Start of Block

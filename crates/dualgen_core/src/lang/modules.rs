//! Builtin module vocabulary.
//!
//! `use fs;`, `use path;` and `use json;` in the DSL refer to host facilities rather than local
//! helper files. Each entry says how the two targets bring the facility into scope.

/// Stable identifier for a builtin module.
#[derive(Debug, Clone, Copy, PartialEq, Eq, Hash, PartialOrd, Ord)]
pub enum BuiltinModuleId {
    Fs,
    Path,
    Json,
}

/// Metadata for a builtin module.
#[derive(Debug, Clone, Copy)]
pub struct BuiltinModuleInfo {
    pub id: BuiltinModuleId,
    pub name: &'static str,
    /// Rust `use` item (without the trailing `;`).
    pub swc_use: &'static str,
    /// Node module specifier to `require`/`import`; `None` when the facility is a JS global.
    pub babel_module: Option<&'static str>,
}

/// Registry of builtin modules.
pub const BUILTIN_MODULES: &[BuiltinModuleInfo] = &[
    BuiltinModuleInfo {
        id: BuiltinModuleId::Fs,
        name: "fs",
        swc_use: "use std::fs",
        babel_module: Some("fs"),
    },
    BuiltinModuleInfo {
        id: BuiltinModuleId::Path,
        name: "path",
        swc_use: "use std::path::Path",
        babel_module: Some("path"),
    },
    BuiltinModuleInfo {
        id: BuiltinModuleId::Json,
        name: "json",
        swc_use: "use serde_json",
        babel_module: None,
    },
];

/// Return the metadata entry for a builtin module.
///
/// ## Panics
/// - If the registry is missing an entry for `id` (this indicates a programming error).
pub fn info_for(id: BuiltinModuleId) -> &'static BuiltinModuleInfo {
    BUILTIN_MODULES
        .iter()
        .find(|m| m.id == id)
        .expect("builtin module info missing")
}

/// Resolve a `use` path to a builtin module.
pub fn from_str(path: &str) -> Option<BuiltinModuleId> {
    BUILTIN_MODULES.iter().find(|m| m.name == path).map(|m| m.id)
}

/// Derive the module name of a local helper path (`./helpers.lux` → `helpers`).
///
/// Returns `None` for an empty stem.
pub fn local_module_name(path: &str) -> Option<&str> {
    let file = path.rsplit('/').next().unwrap_or(path);
    let stem = file.strip_suffix(".lux").unwrap_or(file);
    if stem.is_empty() { None } else { Some(stem) }
}

/// Babel specifier for a local helper path (`./helpers.lux` → `./helpers.js`).
pub fn babel_specifier(path: &str) -> String {
    let base = path.strip_suffix(".lux").unwrap_or(path);
    if base.starts_with("./") || base.starts_with("../") {
        format!("{}.js", base)
    } else {
        format!("./{}.js", base)
    }
}

#[cfg(test)]
mod tests {
    use super::*;

    #[test]
    fn test_local_module_name() {
        assert_eq!(local_module_name("./helpers.lux"), Some("helpers"));
        assert_eq!(local_module_name("utils/strings.lux"), Some("strings"));
        assert_eq!(local_module_name("helpers"), Some("helpers"));
        assert_eq!(local_module_name("./.lux"), None);
    }

    #[test]
    fn test_babel_specifier() {
        assert_eq!(babel_specifier("./helpers.lux"), "./helpers.js");
        assert_eq!(babel_specifier("helpers"), "./helpers.js");
        assert_eq!(babel_specifier("../shared/names.lux"), "../shared/names.js");
    }
}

End of Block

Search the listing above for the string "None" and copy each line that has it.

    /// Node module specifier to `require`/`import`; `None` when the facility is a JS global.
        babel_module: None,
/// Returns `None` for an empty stem.
    if stem.is_empty() { None } else { Some(stem) }
        assert_eq!(local_module_name("./.lux"), None);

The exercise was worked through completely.